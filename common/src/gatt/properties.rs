use serde::{Deserialize, Serialize};

use super::handle::Handle;

/// Characteristic property bits, in the order they are reported.
pub const PROPERTY_FLAGS: [(u8, &str); 8] = [
    (0x01, "Broadcast"),
    (0x02, "Read"),
    (0x04, "Write without response"),
    (0x08, "Write"),
    (0x10, "Notify"),
    (0x20, "Indicate"),
    (0x40, "Authenticated Signed Writes"),
    (0x80, "Extended Properties"),
];

/// Decodes a characteristic property bitmask into flag names.
///
/// Names follow [`PROPERTY_FLAGS`] order, not the order bits were set.
pub fn decode(properties: u8) -> Vec<&'static str> {
    PROPERTY_FLAGS
        .iter()
        .filter(|(bit, _)| properties & bit != 0)
        .map(|(_, name)| *name)
        .collect()
}

/// A characteristic declaration as reported during discovery. Display only.
#[derive(Debug, Clone, PartialEq, Eq, Serialize, Deserialize)]
pub struct CharacteristicDescriptor {
    pub handle: Handle,
    pub properties: u8,
    pub value_handle: Handle,
    pub uuid: String,
}

impl CharacteristicDescriptor {
    pub fn property_names(&self) -> Vec<&'static str> {
        decode(self.properties)
    }

    /// Comma separated property names, `"None"` when no bit is set.
    pub fn describe_properties(&self) -> String {
        let names = self.property_names();
        if names.is_empty() {
            "None".to_string()
        } else {
            names.join(", ")
        }
    }
}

□ □ □ □ □

- _WORK ITEM_
Your answer should consist of copies of the lines above that include the string "bits".

- _TASK ANSWER_
/// Characteristic property bits, in the order they are reported.
/// Names follow [`PROPERTY_FLAGS`] order, not the order bits were set.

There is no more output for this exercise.